#### Problem details
Whenever a line in the following entries includes "mask", tally it. Report nothing except the final count.

#### Records
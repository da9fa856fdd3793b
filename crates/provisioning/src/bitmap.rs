//! VLAN egress-port bitmap
//!
//! `dot1qVlanStaticEgressPorts` is an octet string with one bit per
//! interface: interface `i` lives in byte `(i - 1) / 8`, most significant bit
//! first, so ifindex 1 is `0x80` of byte 0 and ifindex 8 is `0x01` of byte 0.

use crate::error::DriverError;

/// Byte offset and bit mask of an interface inside the bitmap
pub fn bit_position(ifindex: u32) -> Result<(usize, u8), DriverError> {
    if ifindex == 0 {
        return Err(DriverError::InvalidPort("ifindex 0 has no egress bit".to_string()));
    }
    let byte_index = ((ifindex - 1) / 8) as usize;
    let bit_index = match ifindex % 8 {
        0 => 8,
        bit => bit,
    };
    Ok((byte_index, 0x80 >> (bit_index - 1)))
}

/// Egress-port membership of one VLAN as read from the switch
#[derive(Debug, Clone, PartialEq, Eq, Default)]
pub struct EgressPortList {
    bytes: Vec<u8>,
}

impl EgressPortList {
    /// Wrap the octet string read from the device
    pub fn from_bytes(bytes: impl Into<Vec<u8>>) -> Self {
        Self { bytes: bytes.into() }
    }

    /// Octet string to write back
    pub fn as_bytes(&self) -> &[u8] {
        &self.bytes
    }

    /// Take the octet string
    pub fn into_bytes(self) -> Vec<u8> {
        self.bytes
    }

    /// Add an interface, zero-extending a short bitmap
    pub fn set(&mut self, ifindex: u32) -> Result<(), DriverError> {
        let (byte_index, mask) = bit_position(ifindex)?;
        if self.bytes.len() <= byte_index {
            self.bytes.resize(byte_index + 1, 0);
        }
        self.bytes[byte_index] |= mask;
        Ok(())
    }

    /// Remove an interface; a bitmap too short to hold it is left alone
    pub fn clear(&mut self, ifindex: u32) -> Result<(), DriverError> {
        let (byte_index, mask) = bit_position(ifindex)?;
        if let Some(byte) = self.bytes.get_mut(byte_index) {
            *byte &= !mask;
        }
        Ok(())
    }

    /// True when the interface is a member
    #[cfg(test)]
    pub fn contains(&self, ifindex: u32) -> bool {
        bit_position(ifindex)
            .ok()
            .and_then(|(byte_index, mask)| self.bytes.get(byte_index).map(|byte| byte & mask != 0))
            .unwrap_or(false)
    }

    /// Member interfaces in ascending order
    #[cfg(test)]
    pub fn members(&self) -> Vec<u32> {
        let mut members = Vec::new();
        for (byte_index, byte) in self.bytes.iter().enumerate() {
            for bit in 0..8u32 {
                if byte & (0x80 >> bit) != 0 {
                    members.push(byte_index as u32 * 8 + bit + 1);
                }
            }
        }
        members
    }
}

#### Response box
6